Per un appassionato di calcio come il sottoscritto, i mondiali disputati nel 1994 negli Stati Uniti rappresentano qualcosa di speciale. Si tratta della prima manifestazione calcistica che ho seguito con attenzione e di cui ricordo ancora molti dettagli, nonostante al tempo avessi appena sei anni. Mi ero avvicinato al calcio da pochissimi mesi, ammirando il grande Milan di Van Basten che finì per sedurmi. Quando presero il via i mondiali la mia passione per questo sport aumentò in maniera spropositata, esagerata. Sarà stata la maestosità di quegli stadi immensi, sempre pieni di gente e assolati, saranno state le gesta incredibili di Baggio, le casacche variopinte del mitico Jorge Campos, oppure le bandiere delle nazionali, il tifo sugli spalti, l’attenzione mediatica verso quell’evento così atteso. Non so. Di certo vedendo le partite di quella competizione alla tv qualcosa scattò, tanto che negli anni successivi non mi persi neanche un match tanto dei mondiali quanto degli europei (indescrivibile la foga con cui seguii quelli in Inghilterra nel 1996).
Ci penso spesso a quei mondiali. Ci penso specialmente quando arriva l’estate. Il ricordo va puntualmente a quei giorni ormai lontanissimi, alla casa al mare dei miei nonni a Pescara dove trascorrevo le vacanze per tornare a Roma soltanto a settembre. La sera rimanevo sveglio fino a tardi con mio nonno a vedere le partite, poi la mattina seguente passavo ore e ore in spiaggia con i miei amici a parlare dei nuovi calciatori scoperti o delle gare più incredibili, tipo la clamorosa vittoria della Bulgaria ai quarti contro la Germania (2-1 in rimonta con i gol di Stoichkov e Lechkov). Tutto mi colpiva di quelle partite: dalle giocate di fenomeni come Romario e Bergkamp alle acconciature bizzarre di Larsson e Valderrama, dalle divise delle squadre alle porte gigantesche con le reti che si gonfiavano ad ogni rete. E poi i portieri, i numeri uno, quelli che poi mi mettevo a imitare al mare nelle partitelle pomeridiane. Rimasi folgorato da gente come lo stesso Campos del Messico, Thomas Ravelli della Svezia, Mihaylov della Bulgaria, Michel Preud’Homme (eroico contro l’Olanda) e, ovviamente, i “nostri” Pagliuca e Marchegiani.
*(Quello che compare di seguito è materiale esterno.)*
//! In-memory host for tests: replies scripted per REST path.

use std::collections::HashMap;
use std::sync::Mutex;
use std::time::Duration;

use crate::host::{Body, BufferedResponse, HostClient, HostFailure, HostOperation, HostRequest, RawResponse};

/// Scripted outcome of a host call.
#[derive(Debug, Clone)]
pub enum MockReply {
    /// Resolve with a 200 response carrying this body.
    Ok(Body),
    /// Reject with a response-carrying error.
    Reject { status: u16, body: Body },
    /// Resolve, but fail the second-stage body read.
    BodyFails(String),
    /// Reject with a plain thrown value.
    Throw(String),
    /// Never settle.
    Hang,
    /// Settle as the inner reply after a delay.
    After(Duration, Box<MockReply>),
}

impl MockReply {
    pub fn json(v: serde_json::Value) -> Self { MockReply::Ok(Body::from(v)) }

    /// Rejection with an API `Status` body.
    pub fn status(code: u16, reason: &str, message: &str) -> Self {
        MockReply::Reject {
            status: code,
            body: Body::from(serde_json::json!({
                "apiVersion": "v1",
                "kind": "Status",
                "status": "Failure",
                "code": code,
                "reason": reason,
                "message": message,
            })),
        }
    }
}

/// Simple in-memory host. Unrouted paths reject with a 404 `Status`, like an API server.
#[derive(Default)]
pub struct MockHost {
    routes: Mutex<HashMap<String, MockReply>>,
    calls: Mutex<Vec<(HostOperation, HostRequest)>>,
}

impl MockHost {
    pub fn new() -> Self { Self::default() }

    /// Script the reply for a REST path such as `/api/v1/namespaces/default/configmaps/cfg`.
    pub fn route(&self, path: &str, reply: MockReply) -> &Self {
        self.routes.lock().unwrap_or_else(|p| p.into_inner()).insert(path.to_string(), reply);
        self
    }

    pub fn calls(&self) -> Vec<(HostOperation, HostRequest)> {
        self.calls.lock().unwrap_or_else(|p| p.into_inner()).clone()
    }

    fn reply_for(&self, path: &str) -> MockReply {
        self.routes
            .lock()
            .unwrap_or_else(|p| p.into_inner())
            .get(path)
            .cloned()
            .unwrap_or_else(|| MockReply::status(404, "NotFound", &format!("{} not found", path)))
    }
}

struct FailingBody(String);

#[async_trait::async_trait]
impl RawResponse for FailingBody {
    fn status(&self) -> u16 { 200 }
    async fn body(&self) -> Result<Body, HostFailure> { Err(HostFailure::Thrown(self.0.clone())) }
}

#[async_trait::async_trait]
impl HostClient for MockHost {
    async fn call(&self, op: HostOperation, request: HostRequest) -> Result<Box<dyn RawResponse>, HostFailure> {
        let mut reply = self.reply_for(&request.path());
        self.calls.lock().unwrap_or_else(|p| p.into_inner()).push((op, request));
        loop {
            match reply {
                MockReply::After(delay, inner) => {
                    tokio::time::sleep(delay).await;
                    reply = *inner;
                }
                MockReply::Ok(body) => return Ok(Box::new(BufferedResponse::ok(body))),
                MockReply::Reject { status, body } => return Err(HostFailure::Response(Box::new(BufferedResponse::new(status, body)))),
                MockReply::BodyFails(msg) => return Ok(Box::new(FailingBody(msg))),
                MockReply::Throw(msg) => return Err(HostFailure::Thrown(msg)),
                MockReply::Hang => return std::future::pending().await,
            }
        }
    }
}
Quante sofferenze, quante emozioni con quell’Italia partita malissimo, a pezzi fisicamente, ad un passo dall’eliminazione contro la temibile Nigeria, ma capace poi di sfornare due grandi prestazioni contro Spagna e Bulgaria prima dell’amara finale contro un Brasile tutt’altro che irresistibile (ricordo una finale noiosa anche se vissuta con incredibile tensione). L’Italia presa per mano dal grande Roby Baggio, forse il più grande calciatore italiano di tutti i tempi, straordinario ai quarti e in semifinale. L’Italia del gladiatore Baresi, capace di recuperare in tempi record dopo l’infortunio al ginocchio e di ripresentarsi in finale a Pasadena per tirare fuori una prestazione eccellente, sporcata poi dal quel rigore sciagurato. L’Italia di un Sacchi spiazzante e discutibile nelle scelte. Di un Albertini a tratti sublime, o di un Dino Baggio concreto e decisivo (chissà se non l’avesse messa dentro contro la Norvegia). Usa ’94, che meraviglia. Sintesi perfetta di un modo di giocare a calcio che oggi non si vede più. Quanta nostalgia a ripensarci.